I'm sure you've heard this story...
After a ball game, three umpires meet to discuss a controversial call.
The first umpire, an empiricist, says, "Some are balls, some are strikes, I calls 'em as I sees 'em."
The second umpire, a relativist, says, "Some are balls, some are strikes, I calls 'em as they are."
The third umpire is an existentialist. "They ain't nothing till I calls 'em."
So while we are all slightly askew from reality, each perceiving it in an individual way, we have--besides our native intelligence--religion, tradition, education and the law to guide us in interpreting reality. "Knowledge" is the total of all this--our awareness of the world around us plus our intellectual skills that enable us to deal with it.

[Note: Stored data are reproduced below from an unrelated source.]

//! Tagged deploy scripts, run in order against a [`LocalChain`].

pub mod fund_me;
pub mod mocks;

use crate::chain::LocalChain;
use anyhow::{Context, Result};
use async_trait::async_trait;
use tracing::{debug, info};

#[async_trait]
pub trait DeployScript: Send + Sync {
    fn name(&self) -> &'static str;

    fn tags(&self) -> &'static [&'static str];

    async fn run(&self, chain: &LocalChain) -> Result<()>;
}

/// All scripts, in the order they must run.
pub fn scripts() -> Vec<Box<dyn DeployScript>> {
    vec![Box::new(mocks::DeployMocks), Box::new(fund_me::DeployFundMe)]
}

/// Runs every script carrying at least one of `tags`. Returns the names run.
pub async fn fixture(chain: &LocalChain, tags: &[&str]) -> Result<Vec<&'static str>> {
    let mut ran = Vec::new();
    for script in scripts() {
        if !script.tags().iter().any(|tag| tags.contains(tag)) {
            debug!(script = script.name(), "Skipping script, no matching tag");
            continue;
        }
        info!(script = script.name(), network = chain.network(), "Running deploy script");
        script
            .run(chain)
            .await
            .with_context(|| format!("Deploy script {} failed", script.name()))?;
        ran.push(script.name());
    }
    Ok(ran)
}
use super::ui;
use crate::chain::{FUND_ME, LocalChain};
use crate::core::units::{format_ether, parse_ether};
use anyhow::{Context, Result};
use tracing::info;

/// Sends `amount` ETH from the account `from` into the ledger.
pub async fn fund(chain: &LocalChain, from: &str, amount: &str) -> Result<()> {
    let funder = chain.resolve_account(from)?;
    let value = parse_ether(amount).with_context(|| format!("Invalid amount: {amount}"))?;
    let ledger = chain.fund_me(FUND_ME)?;

    info!(%funder, value, "Funding contract...");
    chain.fund(&ledger, &funder, value).await?;

    println!(
        "{} {} ETH from {}",
        ui::style_text("Funded", ui::StyleType::Success),
        format_ether(value),
        funder
    );
    ui::print_field(
        "Total from this funder",
        &format!("{} ETH", format_ether(ledger.get_balance(&funder).await)),
    );
    Ok(())
}

/// Withdraws everything the ledger holds to its owner.
pub async fn withdraw(chain: &LocalChain, from: &str) -> Result<()> {
    let caller = chain.resolve_account(from)?;
    let ledger = chain.fund_me(FUND_ME)?;

    info!(%caller, "Withdrawing...");
    let amount = chain.withdraw(&ledger, &caller).await?;

    println!(
        "{} {} ETH to {}",
        ui::style_text("Withdrew", ui::StyleType::Success),
        format_ether(amount),
        ledger.get_owner()
    );
    Ok(())
}
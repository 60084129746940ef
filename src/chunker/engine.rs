//! Boundary-safe chunking engine - Chunker and ChunkIter.
//!
//! Each emitted [`Segment`] holds up to `read_size` consumed bytes followed by
//! up to `peek_size` bytes read ahead from the immediately following stream
//! position. The next segment starts exactly where the previous consumed
//! region ended, so consecutive segments overlap by the peeked bytes and any
//! run of at most `peek_size` bytes lands whole in at least one segment.
//!
//! # Example
//!
//! ```
//! use chunkfeed::{ChunkConfig, Chunker};
//! use std::io::Cursor;
//!
//! let chunker = Chunker::new(ChunkConfig::new(8, 4)?);
//! let segments = chunker
//!     .chunk(Cursor::new(&b"0123456789abcdefXYZ"[..]))
//!     .collect::<Result<Vec<_>, _>>()?;
//!
//! assert_eq!(&segments[0].data[..], b"0123456789ab");
//! assert_eq!(&segments[1].data[..], b"89abcdefXYZ");
//! assert_eq!(&segments[2].data[..], b"XYZ");
//! # Ok::<(), chunkfeed::Error>(())
//! ```

use std::io::Read;

use bytes::Bytes;

use crate::buffer::{Buffer, DEFAULT_BUFFER_SIZE};
use crate::chunk::Segment;
use crate::config::ChunkConfig;
use crate::error::Error;

/// Produces overlapping segments from byte streams.
///
/// `Chunker` only holds a configuration; it is cheap to copy and can be
/// shared by every file a source scans.
#[derive(Debug, Clone, Copy, Default)]
pub struct Chunker {
    config: ChunkConfig,
}

impl Chunker {
    /// Creates a new chunker with the given configuration.
    ///
    /// Sizes left out of range by the unvalidated builder setters are
    /// clamped: both to at least 1, their sum to at most
    /// [`MAX_CHUNK_LEN`](crate::MAX_CHUNK_LEN).
    pub fn new(config: ChunkConfig) -> Self {
        Self {
            config: config.clamped(),
        }
    }

    /// Returns the configuration used by this chunker.
    pub fn config(&self) -> &ChunkConfig {
        &self.config
    }

    /// Creates a segment iterator over a reader.
    ///
    /// The iterator lazily reads from `reader`; it ends after the stream is
    /// exhausted or after the first read error, which is yielded once.
    pub fn chunk<R: Read>(&self, reader: R) -> ChunkIter<R> {
        ChunkIter::new(reader, self.config)
    }

    /// Chunks an in-memory buffer.
    ///
    /// Segments are zero-copy slices of `data`.
    ///
    /// ```
    /// use chunkfeed::{ChunkConfig, Chunker};
    ///
    /// let chunker = Chunker::new(ChunkConfig::new(4, 2)?);
    /// let segments = chunker.chunk_bytes(&b"abcdefghij"[..]);
    ///
    /// let data: Vec<&[u8]> = segments.iter().map(|s| &s.data[..]).collect();
    /// assert_eq!(data, vec![&b"abcdef"[..], &b"efghij"[..], &b"ij"[..]]);
    /// # Ok::<(), chunkfeed::Error>(())
    /// ```
    pub fn chunk_bytes(&self, data: impl Into<Bytes>) -> Vec<Segment> {
        let data = data.into();
        let read_size = self.config.read_size();
        let peek_size = self.config.peek_size();

        let mut segments = Vec::with_capacity(data.len().div_ceil(read_size));
        let mut start = 0usize;
        while start < data.len() {
            let primary_end = start.saturating_add(read_size).min(data.len());
            let end = primary_end.saturating_add(peek_size).min(data.len());
            segments.push(Segment::new(
                data.slice(start..end),
                start as u64,
                primary_end - start,
            ));
            start = primary_end;
        }
        segments
    }
}

/// An iterator that yields overlapping segments from a reader.
///
/// Before every emission the window is filled to `read_size + peek_size`
/// bytes (or to end-of-stream); short reads from the underlying reader never
/// shrink the overlap.
pub struct ChunkIter<R> {
    reader: R,
    config: ChunkConfig,
    window: Buffer,
    offset: u64,
    eof: bool,
    finished: bool,
}

impl<R: Read> ChunkIter<R> {
    fn new(reader: R, config: ChunkConfig) -> Self {
        Self {
            reader,
            config,
            // Grows with what is actually read; large configs over short
            // inputs never allocate the full window.
            window: Buffer::take(config.max_chunk_len().min(DEFAULT_BUFFER_SIZE)),
            offset: 0,
            eof: false,
            finished: false,
        }
    }

    /// Returns the stream offset of the next segment's first consumed byte.
    pub fn offset(&self) -> u64 {
        self.offset
    }

    /// Reads until the window is full or the stream ends.
    fn fill_window(&mut self) -> Result<(), Error> {
        let target = self.config.max_chunk_len();
        if self.eof || self.window.len() >= target {
            return Ok(());
        }

        // `read_to_end` retries `Interrupted` and only grows the window by
        // the bytes it receives.
        let want = target - self.window.len();
        let read = (&mut self.reader)
            .take(want as u64)
            .read_to_end(&mut self.window)?;
        if read < want {
            self.eof = true;
        }
        Ok(())
    }

    fn emit_segment(&mut self) -> Segment {
        let primary_len = self.config.read_size().min(self.window.len());
        let data = Bytes::copy_from_slice(&self.window);
        let segment = Segment::new(data, self.offset, primary_len);

        // Peeked bytes stay in the window and become the next primary region.
        self.window.drain(..primary_len);
        self.offset += primary_len as u64;
        segment
    }
}

impl<R: Read> Iterator for ChunkIter<R> {
    type Item = Result<Segment, Error>;

    fn next(&mut self) -> Option<Self::Item> {
        if self.finished {
            return None;
        }

        if let Err(e) = self.fill_window() {
            self.finished = true;
            return Some(Err(e));
        }

        if self.window.is_empty() {
            self.finished = true;
            return None;
        }

        Some(Ok(self.emit_segment()))
    }
}

#[cfg(test)]
mod tests {
    use super::*;
    use std::io::{self, Cursor};

    /// Returns at most `step` bytes per read.
    struct Trickle<'a> {
        data: &'a [u8],
        step: usize,
    }

    impl Read for Trickle<'_> {
        fn read(&mut self, buf: &mut [u8]) -> io::Result<usize> {
            let n = self.step.min(buf.len()).min(self.data.len());
            buf[..n].copy_from_slice(&self.data[..n]);
            self.data = &self.data[n..];
            Ok(n)
        }
    }

    /// Yields `good` bytes, then fails.
    struct Failing {
        good: usize,
    }

    impl Read for Failing {
        fn read(&mut self, buf: &mut [u8]) -> io::Result<usize> {
            if self.good == 0 {
                return Err(io::Error::new(io::ErrorKind::Other, "disk on fire"));
            }
            let n = self.good.min(buf.len());
            buf[..n].fill(b'x');
            self.good -= n;
            Ok(n)
        }
    }

    fn small() -> Chunker {
        Chunker::new(ChunkConfig::new(8, 3).unwrap())
    }

    #[test]
    fn test_empty_stream() {
        let segments: Vec<_> = small().chunk(Cursor::new(Vec::new())).collect();
        assert!(segments.is_empty());
        assert!(small().chunk_bytes(Bytes::new()).is_empty());
    }

    #[test]
    fn test_single_short_segment() {
        let segments = small()
            .chunk(Cursor::new(b"abc".to_vec()))
            .collect::<Result<Vec<_>, _>>()
            .unwrap();
        assert_eq!(segments.len(), 1);
        assert_eq!(&segments[0].data[..], b"abc");
        assert_eq!(segments[0].primary_len, 3);
    }

    #[test]
    fn test_overlap_is_next_primary_start() {
        let data: Vec<u8> = (0u8..30).collect();
        let segments = small()
            .chunk(Cursor::new(data.clone()))
            .collect::<Result<Vec<_>, _>>()
            .unwrap();

        for pair in segments.windows(2) {
            let overlap = pair[0].overlap();
            assert!(pair[1].data.starts_with(&overlap));
            assert_eq!(pair[0].end(), pair[1].offset);
        }
        assert_eq!(segments.last().map(|s| s.end()), Some(30));
    }

    #[test]
    fn test_short_reads_keep_full_windows() {
        let data: Vec<u8> = (0..100).map(|i| (i % 256) as u8).collect();
        let trickled = small()
            .chunk(Trickle {
                data: &data,
                step: 1,
            })
            .collect::<Result<Vec<_>, _>>()
            .unwrap();
        let whole = small().chunk_bytes(data.clone());
        assert_eq!(trickled, whole);
    }

    #[test]
    fn test_marker_across_read_boundary() {
        let mut data = vec![b'.'; 20];
        data[6..9].copy_from_slice(b"KEY");
        let segments = small().chunk_bytes(data);
        assert!(!segments[0].primary().windows(3).any(|w| w == b"KEY"));
        assert!(segments.iter().any(|s| s.data.windows(3).any(|w| w == b"KEY")));
    }

    #[test]
    fn test_read_error_is_yielded_once() {
        let mut iter = small().chunk(Failing { good: 5 });
        let first = iter.next().unwrap();
        assert!(matches!(first, Err(Error::Io(_))));
        assert!(iter.next().is_none());
    }

    #[test]
    fn test_unvalidated_sizes_are_clamped() {
        let huge = ChunkConfig::default()
            .with_read_size(usize::MAX)
            .with_peek_size(1);
        let segments = Chunker::new(huge)
            .chunk(Cursor::new(b"secret".to_vec()))
            .collect::<Result<Vec<_>, _>>()
            .unwrap();
        assert_eq!(segments.len(), 1);
        assert_eq!(&segments[0].data[..], b"secret");

        let zero = ChunkConfig::default().with_read_size(0).with_peek_size(0);
        let segments = Chunker::new(zero).chunk_bytes(&b"abc"[..]);
        assert_eq!(segments.len(), 3);
        assert_eq!(&segments[0].data[..], b"ab");
    }

    #[test]
    fn test_large_window_over_short_input() {
        let config = ChunkConfig::new(crate::MAX_CHUNK_LEN / 2, 3 * 1024).unwrap();
        let iter = Chunker::new(config).chunk(Cursor::new(b"AKIA".to_vec()));
        assert!(iter.window.capacity() <= DEFAULT_BUFFER_SIZE * 2);

        let segments = iter.collect::<Result<Vec<_>, _>>().unwrap();
        assert_eq!(segments.len(), 1);
        assert_eq!(&segments[0].data[..], b"AKIA");
    }

    #[test]
    fn test_offsets_track_primary_regions() {
        let data = vec![0u8; 50];
        let mut iter = small().chunk(Cursor::new(data));
        let mut expected = 0u64;
        while let Some(segment) = iter.next() {
            let segment = segment.unwrap();
            assert_eq!(segment.offset, expected);
            expected += segment.primary_len as u64;
            assert_eq!(iter.offset(), expected);
        }
        assert_eq!(expected, 50);
    }
}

Does this make sense? I not much of a philosopher, I'm afraid.
I understood you. And, IMHO, you made a lot of sense.
"So while we are all slightly askew from reality, each perceiving it in an individual way, we have--besides our native intelligence--religion, tradition, education and the law to guide us in interpreting reality. "Knowledge" is the total of all this--our awareness of the world around us plus our intellectual skills that enable us to deal with it."
Francis Bacon, the most underated philosopher of all time, described exactly this 500 years ago. He referred to them as Idols of the Cave, Idols of the Marketplace, etc. in his Novum Organum.
Old joke:
Holmes and Watson are traveling by train through the countryside, passing the time gazing out the window at the passing scenery, when the following conversation ensues:Watson: "I say, Holmes, all the sheep in that field have been recently shorn."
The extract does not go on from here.